Alongside that, the being kind to yourself suggestion is a good one. A vicious circle can develop when we feel guilty about how we are reacting.

I do hope the OP follows the GP suggestion up, as well as the others. Good luck.
Athena
I too would visit my GP as everyone has suggested.

There could be many reasons for your behaviour, such as an allergic reaction to Caffeine. Best go and and get checked-out, your GP will know where to start smile.gif
warlok
QUOTE(beader @ Sep 1 2008, 08:34 AM)
This'll make Warlock feel better.  cool.gif
*




lol it has put a smile on my face biggrin.gif

and its really not that bad i am a very passive person (as annoying as it is!!) its just i have a few small out bursts of anger and frustration that sometimes are a bit noticeable from space.

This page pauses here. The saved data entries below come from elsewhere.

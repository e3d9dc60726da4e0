//! Serve command - expose status, download and file routes over HTTP.

use std::net::SocketAddr;
use std::sync::Arc;

use doomkit::{AssetServer, AssetService};
use tracing::{info, warn};

use crate::error::CliError;
use crate::runner::CliRunner;

/// Run the serve command until Ctrl-C.
///
/// `listen` overrides `[server] listen` from the config file.
pub async fn run(runner: &CliRunner, listen: Option<SocketAddr>) -> Result<(), CliError> {
    runner.log_startup("serve");
    let addr = listen.unwrap_or(runner.config().server.listen);
    let service = AssetService::from_config(runner.config().to_asset_config())?;
    let dir = service.target().path().to_path_buf();

    let server = AssetServer::start(addr, Arc::new(service))
        .await
        .map_err(CliError::Serve)?;

    println!("Serving DOOM files from {}", dir.display());
    println!("  {}/doom/status", server.url());
    println!("  {}/doom/download  (POST)", server.url());
    println!("  {}/doom/files/<name>", server.url());
    println!();
    println!("Press Ctrl-C to stop.");

    if let Err(e) = tokio::signal::ctrl_c().await {
        warn!(error = %e, "Failed to listen for Ctrl-C, shutting down");
    }

    info!("Shutdown requested");
    server.stop().await;
    Ok(())
}
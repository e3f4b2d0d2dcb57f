pub mod auth;
pub mod contracts;
pub mod documents;
pub mod financial;
pub mod notice;
pub mod properties;
pub mod upload_form;
// src/models.rs

pub mod auth;
pub mod contract;
pub mod notice;
pub mod payment;
pub mod property;

use serde::Serialize;
use utoipa::ToSchema;

// Resposta simples de ações que não devolvem um recurso
#[derive(Debug, Serialize, ToSchema)]
pub struct ActionResult {
    pub success: bool,
    pub message: String,
}

impl ActionResult {
    pub fn ok(message: impl Into<String>) -> Self {
        Self {
            success: true,
            message: message.into(),
        }
    }
}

thank you all so much for your understanding i am looking in to it more and will talk to my GP. I do however need to learn to not take things so personally then maybe start addressing other deeper issues.

Thanks again guys. quick question dose anyone have any relaxation and centering techniques that they are willing to share? smile.gif
Moonhunter
QUOTE(warlok @ Sep 1 2008, 06:22 PM)
Thanks again guys. quick question dose anyone have any relaxation and centering techniques that they are willing to share?  smile.gif
*



Relatively quick and easy one: sit in a darkened room with a candle in front of you. Defocus your eyes as you stare at the candle. Now concentrate on your breathing. Observe passively how you breath. Without exerting yourself, see if you can slow your breathing - not suddenly, but gradually. Stop where it feels comfortable. Continue to concentrate on your breathing, either with your eyes closed, or unfocussed on the candle.

Warning: this is a mild form of autohypnosis. No ill will come of it, but you might fall asleep - so do ensure the candle is in a safe place!